(What you need to do):
Would you set down all of the entries below exactly as they stand?

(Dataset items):
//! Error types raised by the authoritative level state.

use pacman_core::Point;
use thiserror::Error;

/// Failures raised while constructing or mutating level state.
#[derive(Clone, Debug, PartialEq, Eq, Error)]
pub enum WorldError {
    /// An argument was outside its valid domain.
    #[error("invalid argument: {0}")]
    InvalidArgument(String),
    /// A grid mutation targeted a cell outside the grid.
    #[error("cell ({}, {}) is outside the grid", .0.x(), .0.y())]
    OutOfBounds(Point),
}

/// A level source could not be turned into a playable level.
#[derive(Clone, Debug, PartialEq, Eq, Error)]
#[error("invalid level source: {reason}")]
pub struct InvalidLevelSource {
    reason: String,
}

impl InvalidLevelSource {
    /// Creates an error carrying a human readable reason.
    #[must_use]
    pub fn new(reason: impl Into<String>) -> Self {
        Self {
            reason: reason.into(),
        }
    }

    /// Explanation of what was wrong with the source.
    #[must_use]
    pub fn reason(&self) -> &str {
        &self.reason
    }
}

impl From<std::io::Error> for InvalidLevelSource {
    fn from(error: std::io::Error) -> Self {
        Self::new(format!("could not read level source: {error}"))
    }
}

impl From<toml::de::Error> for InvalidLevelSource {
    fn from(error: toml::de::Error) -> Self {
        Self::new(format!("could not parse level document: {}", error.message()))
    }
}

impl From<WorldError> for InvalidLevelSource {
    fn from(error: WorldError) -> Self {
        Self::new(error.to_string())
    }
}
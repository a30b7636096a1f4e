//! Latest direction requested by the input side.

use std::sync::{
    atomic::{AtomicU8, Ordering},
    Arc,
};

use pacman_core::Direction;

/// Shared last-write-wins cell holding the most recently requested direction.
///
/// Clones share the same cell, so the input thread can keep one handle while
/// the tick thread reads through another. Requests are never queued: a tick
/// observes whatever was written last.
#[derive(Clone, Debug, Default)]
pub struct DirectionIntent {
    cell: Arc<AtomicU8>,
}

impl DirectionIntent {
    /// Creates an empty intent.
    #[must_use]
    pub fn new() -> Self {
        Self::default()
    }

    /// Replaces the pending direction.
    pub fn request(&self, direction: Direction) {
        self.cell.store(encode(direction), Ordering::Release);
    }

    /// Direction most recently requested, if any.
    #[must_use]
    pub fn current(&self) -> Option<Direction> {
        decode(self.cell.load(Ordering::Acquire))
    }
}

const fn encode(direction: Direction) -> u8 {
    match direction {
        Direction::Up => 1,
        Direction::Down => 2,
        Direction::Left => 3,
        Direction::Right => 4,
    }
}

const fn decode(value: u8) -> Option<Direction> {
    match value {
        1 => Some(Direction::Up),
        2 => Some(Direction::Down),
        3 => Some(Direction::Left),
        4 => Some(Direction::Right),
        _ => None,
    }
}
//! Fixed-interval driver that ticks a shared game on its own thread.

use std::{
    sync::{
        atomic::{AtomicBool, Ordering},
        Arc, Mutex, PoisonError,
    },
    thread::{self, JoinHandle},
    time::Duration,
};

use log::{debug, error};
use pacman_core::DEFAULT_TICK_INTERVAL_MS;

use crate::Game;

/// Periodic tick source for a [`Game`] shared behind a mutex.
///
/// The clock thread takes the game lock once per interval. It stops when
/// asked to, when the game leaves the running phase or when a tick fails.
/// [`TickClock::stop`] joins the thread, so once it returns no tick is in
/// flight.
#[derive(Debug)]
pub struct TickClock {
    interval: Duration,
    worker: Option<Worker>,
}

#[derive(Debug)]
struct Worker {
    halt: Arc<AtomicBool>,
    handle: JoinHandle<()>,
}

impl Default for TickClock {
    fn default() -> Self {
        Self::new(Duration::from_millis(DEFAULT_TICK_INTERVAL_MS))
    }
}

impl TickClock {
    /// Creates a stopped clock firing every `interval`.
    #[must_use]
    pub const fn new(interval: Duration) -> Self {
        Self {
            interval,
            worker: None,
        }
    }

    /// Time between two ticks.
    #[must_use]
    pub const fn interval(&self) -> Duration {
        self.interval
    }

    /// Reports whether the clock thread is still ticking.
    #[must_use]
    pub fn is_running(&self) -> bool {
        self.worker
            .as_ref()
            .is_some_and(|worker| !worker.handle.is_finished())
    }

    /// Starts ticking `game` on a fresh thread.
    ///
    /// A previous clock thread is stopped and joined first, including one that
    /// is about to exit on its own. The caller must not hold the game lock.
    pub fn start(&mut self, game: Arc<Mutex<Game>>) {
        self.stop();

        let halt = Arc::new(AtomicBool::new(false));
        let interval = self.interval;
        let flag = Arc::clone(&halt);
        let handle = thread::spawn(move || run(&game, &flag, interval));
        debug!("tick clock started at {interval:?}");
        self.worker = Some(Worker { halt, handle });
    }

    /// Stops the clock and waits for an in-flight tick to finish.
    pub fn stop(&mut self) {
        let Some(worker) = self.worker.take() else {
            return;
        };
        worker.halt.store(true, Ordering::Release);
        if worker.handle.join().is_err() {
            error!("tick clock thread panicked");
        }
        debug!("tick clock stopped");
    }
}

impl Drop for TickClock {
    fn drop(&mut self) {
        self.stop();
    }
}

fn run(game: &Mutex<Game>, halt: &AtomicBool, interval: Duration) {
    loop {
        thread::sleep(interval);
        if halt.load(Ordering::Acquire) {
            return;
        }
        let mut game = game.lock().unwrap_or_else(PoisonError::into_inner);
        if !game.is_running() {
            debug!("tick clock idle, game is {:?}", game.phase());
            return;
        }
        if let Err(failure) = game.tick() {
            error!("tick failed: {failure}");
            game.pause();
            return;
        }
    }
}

(Finished task):
//! Error types raised by the authoritative level state.

use pacman_core::Point;
use thiserror::Error;

/// Failures raised while constructing or mutating level state.
#[derive(Clone, Debug, PartialEq, Eq, Error)]
pub enum WorldError {
    /// An argument was outside its valid domain.
    #[error("invalid argument: {0}")]
    InvalidArgument(String),
    /// A grid mutation targeted a cell outside the grid.
    #[error("cell ({}, {}) is outside the grid", .0.x(), .0.y())]
    OutOfBounds(Point),
}

/// A level source could not be turned into a playable level.
#[derive(Clone, Debug, PartialEq, Eq, Error)]
#[error("invalid level source: {reason}")]
pub struct InvalidLevelSource {
    reason: String,
}

impl InvalidLevelSource {
    /// Creates an error carrying a human readable reason.
    #[must_use]
    pub fn new(reason: impl Into<String>) -> Self {
        Self {
            reason: reason.into(),
        }
    }

    /// Explanation of what was wrong with the source.
    #[must_use]
    pub fn reason(&self) -> &str {
        &self.reason
    }
}

impl From<std::io::Error> for InvalidLevelSource {
    fn from(error: std::io::Error) -> Self {
        Self::new(format!("could not read level source: {error}"))
    }
}

impl From<toml::de::Error> for InvalidLevelSource {
    fn from(error: toml::de::Error) -> Self {
        Self::new(format!("could not parse level document: {}", error.message()))
    }
}

impl From<WorldError> for InvalidLevelSource {
    fn from(error: WorldError) -> Self {
        Self::new(error.to_string())
    }
}
repository a30b7636096a1f4e
//! Latest direction requested by the input side.

use std::sync::{
    atomic::{AtomicU8, Ordering},
    Arc,
};

use pacman_core::Direction;

/// Shared last-write-wins cell holding the most recently requested direction.
///
/// Clones share the same cell, so the input thread can keep one handle while
/// the tick thread reads through another. Requests are never queued: a tick
/// observes whatever was written last.
#[derive(Clone, Debug, Default)]
pub struct DirectionIntent {
    cell: Arc<AtomicU8>,
}

impl DirectionIntent {
    /// Creates an empty intent.
    #[must_use]
    pub fn new() -> Self {
        Self::default()
    }

    /// Replaces the pending direction.
    pub fn request(&self, direction: Direction) {
        self.cell.store(encode(direction), Ordering::Release);
    }

    /// Direction most recently requested, if any.
    #[must_use]
    pub fn current(&self) -> Option<Direction> {
        decode(self.cell.load(Ordering::Acquire))
    }
}

const fn encode(direction: Direction) -> u8 {
    match direction {
        Direction::Up => 1,
        Direction::Down => 2,
        Direction::Left => 3,
        Direction::Right => 4,
    }
}

const fn decode(value: u8) -> Option<Direction> {
    match value {
        1 => Some(Direction::Up),
        2 => Some(Direction::Down),
        3 => Some(Direction::Left),
        4 => Some(Direction::Right),
        _ => None,
    }
}
//! Fixed-interval driver that ticks a shared game on its own thread.

use std::{
    sync::{
        atomic::{AtomicBool, Ordering},
        Arc, Mutex, PoisonError,
    },
    thread::{self, JoinHandle},
    time::Duration,
};

use log::{debug, error};
use pacman_core::DEFAULT_TICK_INTERVAL_MS;

use crate::Game;

/// Periodic tick source for a [`Game`] shared behind a mutex.
///
/// The clock thread takes the game lock once per interval. It stops when
/// asked to, when the game leaves the running phase or when a tick fails.
/// [`TickClock::stop`] joins the thread, so once it returns no tick is in
/// flight.
#[derive(Debug)]
pub struct TickClock {
    interval: Duration,
    worker: Option<Worker>,
}

#[derive(Debug)]
struct Worker {
    halt: Arc<AtomicBool>,
    handle: JoinHandle<()>,
}

impl Default for TickClock {
    fn default() -> Self {
        Self::new(Duration::from_millis(DEFAULT_TICK_INTERVAL_MS))
    }
}

impl TickClock {
    /// Creates a stopped clock firing every `interval`.
    #[must_use]
    pub const fn new(interval: Duration) -> Self {
        Self {
            interval,
            worker: None,
        }
    }

    /// Time between two ticks.
    #[must_use]
    pub const fn interval(&self) -> Duration {
        self.interval
    }

    /// Reports whether the clock thread is still ticking.
    #[must_use]
    pub fn is_running(&self) -> bool {
        self.worker
            .as_ref()
            .is_some_and(|worker| !worker.handle.is_finished())
    }

    /// Starts ticking `game` on a fresh thread.
    ///
    /// A previous clock thread is stopped and joined first, including one that
    /// is about to exit on its own. The caller must not hold the game lock.
    pub fn start(&mut self, game: Arc<Mutex<Game>>) {
        self.stop();

        let halt = Arc::new(AtomicBool::new(false));
        let interval = self.interval;
        let flag = Arc::clone(&halt);
        let handle = thread::spawn(move || run(&game, &flag, interval));
        debug!("tick clock started at {interval:?}");
        self.worker = Some(Worker { halt, handle });
    }

    /// Stops the clock and waits for an in-flight tick to finish.
    pub fn stop(&mut self) {
        let Some(worker) = self.worker.take() else {
            return;
        };
        worker.halt.store(true, Ordering::Release);
        if worker.handle.join().is_err() {
            error!("tick clock thread panicked");
        }
        debug!("tick clock stopped");
    }
}

impl Drop for TickClock {
    fn drop(&mut self) {
        self.stop();
    }
}

fn run(game: &Mutex<Game>, halt: &AtomicBool, interval: Duration) {
    loop {
        thread::sleep(interval);
        if halt.load(Ordering::Acquire) {
            return;
        }
        let mut game = game.lock().unwrap_or_else(PoisonError::into_inner);
        if !game.is_running() {
            debug!("tick clock idle, game is {:?}", game.phase());
            return;
        }
        if let Err(failure) = game.tick() {
            error!("tick failed: {failure}");
            game.pause();
            return;
        }
    }
}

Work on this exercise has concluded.